+++ Supplied entries

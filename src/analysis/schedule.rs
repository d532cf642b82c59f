use chrono::NaiveDate;
use serde::{Deserialize, Serialize};
use std::collections::BTreeMap;

/// Tab names too generic to label a match on their own
const GENERIC_TABS: [&str; 2] = ["Bracket", "Knockout Stage"];

/// A today-or-future match
#[derive(Debug, Clone, PartialEq, Serialize, Deserialize)]
pub struct ScheduleEntry {
    /// Local "HH:MM"
    pub time: String,
    pub team1: String,
    pub team2: String,
    pub score1: u32,
    pub score2: u32,
    pub best_of: u32,
    pub finished: bool,
    pub live: bool,
    pub region: String,
    pub tournament: String,
    pub tournament_index: usize,
    pub group: String,
}

/// Label shown next to a match: the tab, or the round for generic tabs
pub fn display_group(tab: Option<&str>, round: Option<&str>) -> String {
    let tab = tab.map(str::trim).unwrap_or_default();
    if !tab.is_empty() && !GENERIC_TABS.contains(&tab) {
        return tab.to_string();
    }
    round.map(str::trim).unwrap_or_default().to_string()
}

#[derive(Debug, Default)]
pub struct ScheduleBuilder {
    by_date: BTreeMap<NaiveDate, Vec<ScheduleEntry>>,
}

impl ScheduleBuilder {
    pub fn add(&mut self, date: NaiveDate, entry: ScheduleEntry) {
        self.by_date.entry(date).or_default().push(entry);
    }

    /// Nearest `days` dates, keyed "YYYY-MM-DD", each ordered by tournament then time
    pub fn build(self, days: usize) -> BTreeMap<String, Vec<ScheduleEntry>> {
        self.by_date
            .into_iter()
            .take(days)
            .map(|(date, mut entries)| {
                entries.sort_by(|a, b| {
                    a.tournament_index
                        .cmp(&b.tournament_index)
                        .then_with(|| a.time.cmp(&b.time))
                });
                (date.format("%Y-%m-%d").to_string(), entries)
            })
            .collect()
    }
}

#[cfg(test)]
mod tests {
    use super::*;

    fn entry(tournament_index: usize, time: &str, team1: &str) -> ScheduleEntry {
        ScheduleEntry {
            time: time.to_string(),
            team1: team1.to_string(),
            team2: "TBD".to_string(),
            score1: 0,
            score2: 0,
            best_of: 3,
            finished: false,
            live: false,
            region: "LCK".to_string(),
            tournament: format!("t{}", tournament_index),
            tournament_index,
            group: String::new(),
        }
    }

    fn date(day: u32) -> NaiveDate {
        NaiveDate::from_ymd_opt(2026, 3, day).unwrap()
    }

    #[test]
    fn test_display_group() {
        assert_eq!(display_group(Some("Week 3"), Some("Round 1")), "Week 3");
        assert_eq!(display_group(Some("Bracket"), Some("Semifinals")), "Semifinals");
        assert_eq!(display_group(Some("Knockout Stage"), None), "");
        assert_eq!(display_group(Some(""), Some("Finals")), "Finals");
        assert_eq!(display_group(None, None), "");
    }

    #[test]
    fn test_build_keeps_nearest_dates() {
        let mut builder = ScheduleBuilder::default();
        for day in [9, 3, 5, 2, 7] {
            builder.add(date(day), entry(0, "17:00", "T1"));
        }

        let schedule = builder.build(4);
        let keys: Vec<&str> = schedule.keys().map(String::as_str).collect();
        assert_eq!(keys, vec!["2026-03-02", "2026-03-03", "2026-03-05", "2026-03-07"]);
    }

    #[test]
    fn test_build_orders_by_tournament_then_time() {
        let mut builder = ScheduleBuilder::default();
        builder.add(date(2), entry(1, "15:00", "BLG"));
        builder.add(date(2), entry(0, "19:00", "GEN"));
        builder.add(date(2), entry(0, "17:00", "T1"));

        let schedule = builder.build(4);
        let order: Vec<&str> = schedule["2026-03-02"].iter().map(|e| e.team1.as_str()).collect();
        assert_eq!(order, vec!["T1", "GEN", "BLG"]);
    }
}
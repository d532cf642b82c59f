pub mod analysis;
pub mod api;
pub mod cache;
pub mod cli;
pub mod config;
pub mod database;
pub mod domain;
pub mod errors;
pub mod fetch;
pub mod http;
pub mod pagination;
pub mod rate_limiter;
pub mod scheduler;
pub mod services;

use anyhow::Result;
use chrono::Utc;
use clap::{CommandFactory, Parser};
use clap_complete::Shell;
use colored::Colorize;
use std::path::Path;
use std::sync::Arc;
use std::time::Duration;

use crate::cli::{Cli, Command};
use crate::config::settings::AppConfig;
use crate::database::{LogEntry, Severity, SqliteStateStore, StateStore};
use crate::services::export::ExportService;
use crate::services::server::ServerService;
use crate::services::{RunCoordinator, RunOutcome};

pub fn interpret() -> Command {
    let cli = Cli::parse();
    cli.command
}

pub fn handle_run(force: bool) -> Result<()> {
    let config = AppConfig::from_env();
    let store = open_store(&config)?;
    let coordinator = RunCoordinator::from_config(&config, store)?;

    let runtime = tokio::runtime::Runtime::new()?;
    let report = runtime.block_on(coordinator.run(force, Utc::now()))?;

    for entry in &report.entries {
        println!("{}", format_entry(entry));
    }
    match report.outcome {
        RunOutcome::ConfigUnavailable => anyhow::bail!("configuration unavailable"),
        _ => Ok(()),
    }
}

pub fn handle_serve(port: u16, interval_secs: u64) -> Result<()> {
    let runtime = tokio::runtime::Runtime::new()?;
    runtime.block_on(async {
        let config = AppConfig::from_env();
        let store = open_store(&config)?;
        let coordinator = RunCoordinator::from_config(&config, store)?;
        let service = ServerService::new(
            port,
            Duration::from_secs(interval_secs),
            coordinator,
            config.server.admin_token.clone(),
        );
        service.run().await
    })
}

pub fn handle_logs(limit: usize) -> Result<()> {
    let config = AppConfig::from_env();
    let store = open_store(&config)?;

    let entries = store.recent_logs(limit)?;
    if entries.is_empty() {
        println!("No runs recorded yet");
    }
    for entry in &entries {
        println!("{}", format_entry(entry));
    }
    Ok(())
}

pub fn handle_export(out: &Path) -> Result<()> {
    let config = AppConfig::from_env();
    let store = open_store(&config)?;

    let written = ExportService::new(store.as_ref(), out)?.run()?;
    for path in written {
        println!("{}", path.display());
    }
    Ok(())
}

pub fn handle_completions(shell: Shell) -> Result<()> {
    let mut command = Cli::command();
    let name = command.get_name().to_string();
    clap_complete::generate(shell, &mut command, name, &mut std::io::stdout());
    Ok(())
}

fn open_store(config: &AppConfig) -> Result<Arc<dyn StateStore>> {
    Ok(Arc::new(SqliteStateStore::open(&config.store)?))
}

fn format_entry(entry: &LogEntry) -> String {
    let stamp = entry.at.format("%Y-%m-%d %H:%M:%S");
    let level = match entry.level {
        Severity::Info => entry.level.as_str().blue(),
        Severity::Success => entry.level.as_str().green(),
        Severity::Error => entry.level.as_str().red(),
    };
    format!("{} [{}] {}", stamp, level, entry.message)
}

++++++

Your task
Scan the material above for the string "force" and report each line where you find it.

Written solution
pub fn handle_run(force: bool) -> Result<()> {
    let report = runtime.block_on(coordinator.run(force, Utc::now()))?;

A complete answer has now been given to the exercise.